I have the following SQL queries that should written similar results wrt offset column, but dont.
Query 1:
SELECT visitor_id, array_agg(timestamp) as time, array_agg(offset) as offset_list
from
(SELECT * FROM
(
SELECT visitor_id, timestamp,
cast(json_extract(uri_args, '$.offset') AS int) as offset
FROM table_t
where year = 2023 and month = 1 and day = 27 and
request_uri = '/home_page')
order by visitor_id, timestamp)
group by visitor_id
order by cardinality(offset_list) desc
Query 2:
SELECT visitor_id ,array_agg(offset) as offset_list
from
(SELECT * FROM
(
SELECT visitor_id, timestamp,
cast(json_extract(uri_args, '$.offset') AS int) as offset
FROM table_t
where year = 2023 and month = 1 and day = 27 and
request_uri = '/home_page')
order by visitor_id, timestamp)
group by visitor_id
order by cardinality(offset_list) desc
Here uri_args is simply a json file which under the key 'offset' contains the value of the offset for the particular API response.
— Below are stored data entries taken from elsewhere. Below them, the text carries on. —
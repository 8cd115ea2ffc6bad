//! Command language for driving a laboratory from text.
//!
//! Each line is one user event: the same things a person does by clicking a
//! switch, a bulb or the +/- buttons, or by moving the voltage slider.
//!
//! # Grammar Overview
//!
//! ```text
//! script    = { line }
//! line      = [ command ] [ comment ]
//! comment   = ('#' | ';') { any_char }
//! command   = "power" topology [ "on" | "off" ]
//!           | "bulbs" ( count | "+" | "-" )
//!           | "toggle" topology id
//!           | "voltage" number [ "V" ]       (unit attached or separate)
//!           | "show" [ topology ]
//!           | "help" | "quit"
//! topology  = "series" | "s" | "parallel" | "p"
//! ```
//!
//! Keywords are case-insensitive.
//!
//! # Example
//!
//! ```text
//! # Burn out the middle bulb of each circuit
//! power series on
//! power parallel on
//! toggle series 1
//! toggle parallel 1
//! voltage 9 V
//! ```

mod ast;
mod parser;

pub use ast::{Command, CountChange, Outcome};
pub use parser::{strip_comment, Parser};

use crate::error::Result;

/// Usage text for the `help` command.
pub const HELP: &str = "\
power <series|parallel> [on|off]   toggle or set a switch
bulbs <1-5|+|->                    change the number of bulbs
toggle <series|parallel> <id>      burn out or repair a bulb
voltage <1-24>                     set the source voltage (0.5 V steps)
show [series|parallel]             draw the circuits
help                               this text
quit                               leave
";

/// Parse one line (1-based `line` number for error messages).
///
/// Returns `None` for blank and comment-only lines.
pub fn parse_line(text: &str, line: usize) -> Result<Option<Command>> {
    Parser::new(strip_comment(text), line).parse()
}

/// Parse a whole script, stopping at the first error.
pub fn parse(script: &str) -> Result<Vec<Command>> {
    let mut commands = Vec::new();
    for (idx, text) in script.lines().enumerate() {
        if let Some(command) = parse_line(text, idx + 1)? {
            commands.push(command);
        }
    }
    Ok(commands)
}

/// Parse a script file.
#[cfg(feature = "cli")]
pub fn parse_file(path: &std::path::Path) -> Result<Vec<Command>> {
    let content = std::fs::read_to_string(path).map_err(|e| crate::error::LabError::FileReadError {
        path: path.display().to_string(),
        source: e,
    })?;
    parse(&content)
}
This is from response log table of a server.
Although the two queries are similar and according to me ought to return the same values in the offset_list column i find the following discrepancy :
I will consider a particular visitor_id to convey it clearly, for a visitor_id ='12345' query i returns the following row in the offset_list col
[0, 0, 0, 10, 0, 10, 20, 32, 42, 0, 0, 20, 53, 77, 57, 0, 10, 20, 31, 10, 41, 0, 10, 41, 54, 77, 0, 10, 31, 41, 54, 10, 31, 54, 57, 77, 10, 20, 32, 0, 10, 21, 33, 44, 72, 52, 0, 10, 20, 31, 41]
and for query 2 the output is as follows :
[20, 32, 42, 0, 0, 20, 53, 77, 57, 0, 10, 20, 31, 10, 41, 0, 10, 41, 54, 77, 0, 10, 31, 41, 54, 10, 31, 54, 77, 57, 10, 20, 32, 0, 10, 21, 33, 44, 72, 52, 0, 10, 20, 31, 41, 0, 0, 0, 10, 0, 10]
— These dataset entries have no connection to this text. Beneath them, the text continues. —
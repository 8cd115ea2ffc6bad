//! Parallel circuit: one independent branch per bulb.

use super::{CircuitOutput, BULB_RESISTANCE};
use crate::circuit::Bulb;

/// Equivalent resistance of `working` identical bulbs in parallel.
///
/// With no working branch the circuit is open: infinite resistance.
pub fn parallel_resistance(working: usize) -> f64 {
    if working > 0 {
        BULB_RESISTANCE / working as f64
    } else {
        f64::INFINITY
    }
}

/// Compute the output of a parallel circuit.
///
/// Each working branch sees the full source voltage, so brightness is all or
/// nothing. `per_bulb_current` is the current through one working branch and
/// does not depend on how many branches are broken.
pub fn compute_parallel(bulbs: &[Bulb], power_on: bool, source_voltage: f64) -> CircuitOutput {
    let working = bulbs.iter().filter(|b| !b.broken).count();
    let total_resistance = parallel_resistance(working);

    let total_current = if power_on && total_resistance.is_finite() {
        source_voltage / total_resistance
    } else {
        0.0
    };

    let energised = power_on && working > 0;

    CircuitOutput {
        total_voltage: if energised { source_voltage } else { 0.0 },
        total_current,
        per_bulb_current: if power_on {
            source_voltage / BULB_RESISTANCE
        } else {
            0.0
        },
        per_bulb_brightness: if energised { 1.0 } else { 0.0 },
    }
}
//! Error types for the circuit laboratory.
//!
//! The electrical model itself is total and never fails. Everything that can
//! go wrong happens at the boundary where user input is turned into state
//! changes, and is reported through the unified [`LabError`] type.

use thiserror::Error;

use crate::circuit::{BulbId, Topology};

/// Result type alias using [`LabError`].
pub type Result<T> = std::result::Result<T, LabError>;

/// Unified error type for all laboratory operations.
#[derive(Error, Debug)]
pub enum LabError {
    // ============ State Errors ============
    /// Requested bulb count is outside the supported range
    #[error("Bulb count {count} is out of range ({min}..={max})")]
    BulbCountOutOfRange { count: usize, min: usize, max: usize },

    /// Requested source voltage is outside the supported range
    #[error("Source voltage {voltage} V is out of range ({min}..={max} V)")]
    VoltageOutOfRange { voltage: f64, min: f64, max: f64 },

    /// No bulb with the given id in the targeted circuit
    #[error("No bulb with id {id} in the {topology} circuit")]
    BulbNotFound { topology: Topology, id: BulbId },

    /// Two bulbs in one circuit share an id
    #[error("Duplicate bulb id {id}")]
    DuplicateBulb { id: BulbId },

    /// Topology name not recognised
    #[error("Unknown topology '{name}' (expected 'series' or 'parallel')")]
    UnknownTopology { name: String },

    // ============ Command Errors ============
    /// Malformed command line
    #[error("Parse error at line {line}: {message}")]
    ParseError { line: usize, message: String },

    /// Command keyword not recognised
    #[error("Unknown command '{command}' at line {line}")]
    UnknownCommand { command: String, line: usize },

    // ============ I/O Errors ============
    /// Error reading a command script
    #[error("Failed to read script '{path}': {source}")]
    FileReadError {
        path: String,
        #[source]
        source: std::io::Error,
    },

    /// Error reading command input
    #[error("Input error: {message}")]
    InputError { message: String },

    /// Error writing rendered output
    #[error("Output error: {message}")]
    OutputError { message: String },
}

impl LabError {
    /// Create a parse error
    pub fn parse(line: usize, message: impl Into<String>) -> Self {
        Self::ParseError {
            line,
            message: message.into(),
        }
    }

    /// Create an unknown command error
    pub fn unknown_command(command: impl Into<String>, line: usize) -> Self {
        Self::UnknownCommand {
            command: command.into(),
            line,
        }
    }

    /// Create an output error
    pub fn output(message: impl Into<String>) -> Self {
        Self::OutputError {
            message: message.into(),
        }
    }
}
I can observe the the two are circular permutations of each other but fail to see why this is happening. Please help me understand what the difference is the inner working of each query. The first reply suits the intent of my quest which is to capture the visitors journey on the homepage.
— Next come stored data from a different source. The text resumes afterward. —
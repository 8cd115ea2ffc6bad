//! Circuitlab - series vs. parallel bulb laboratory
//!
//! Reads commands from a script or stdin and prints both circuits after
//! every change.
//!
//! # Usage
//!
//! ```bash
//! printf 'power series on\ntoggle series 1\n' | circuitlab --bulbs 3 --voltage 12
//! circuitlab lesson.lab --json
//! ```

use std::io::{self, BufReader};
use std::path::PathBuf;

use clap::Parser;
use circuitlab_core::{
    error::{LabError, Result},
    session::{run_session, OutputFormat},
    Lab, LabConfig, DEFAULT_BULB_COUNT, DEFAULT_VOLTAGE,
};
use log::info;

/// Series and parallel circuit laboratory
#[derive(Parser, Debug)]
#[command(author, version, about, long_about = None)]
struct Args {
    /// Command script to run (reads stdin when omitted)
    #[arg(value_name = "SCRIPT")]
    script: Option<PathBuf>,

    /// Number of bulbs in each circuit (1-5)
    #[arg(short, long, default_value_t = DEFAULT_BULB_COUNT)]
    bulbs: usize,

    /// Source voltage in volts (1-24)
    #[arg(short, long, default_value_t = DEFAULT_VOLTAGE)]
    voltage: f64,

    /// Start with the series switch closed
    #[arg(long)]
    series_on: bool,

    /// Start with the parallel switch closed
    #[arg(long)]
    parallel_on: bool,

    /// Print JSON snapshots instead of text panels
    #[arg(long)]
    json: bool,

    /// Log every state change to stderr
    #[arg(long)]
    verbose: bool,
}

fn main() -> Result<()> {
    let args = Args::parse();

    let default_level = if args.verbose { "debug" } else { "warn" };
    env_logger::Builder::from_env(env_logger::Env::default().default_filter_or(default_level))
        .init();

    // Build the laboratory
    let config = LabConfig::new()
        .with_bulb_count(args.bulbs)
        .with_voltage(args.voltage)
        .with_series_power(args.series_on)
        .with_parallel_power(args.parallel_on);
    let mut lab = Lab::new(config)?;

    let format = if args.json {
        OutputFormat::Json
    } else {
        OutputFormat::Text
    };
    let stdout = io::stdout().lock();

    // Run the commands
    let stats = match &args.script {
        Some(path) => {
            let file = std::fs::File::open(path).map_err(|e| LabError::FileReadError {
                path: path.display().to_string(),
                source: e,
            })?;
            info!("running script {}", path.display());
            run_session(&mut lab, BufReader::new(file), stdout, format)?
        }
        None => run_session(&mut lab, io::stdin().lock(), stdout, format)?,
    };

    if stats.rejected > 0 {
        info!("{} command(s) were rejected", stats.rejected);
    }

    Ok(())
}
If you need your array elements deterministically ordered specify order by
clause for aggregate function as mentioned in the docs
Some aggregate functions such as
array_agg()
produce different results depending on the order of input values. This ordering can be specified by writing anORDER BY
Clause within the aggregate function
SELECT visitor_id ,array_agg(offset order by timestamp) as offset_list
-- ...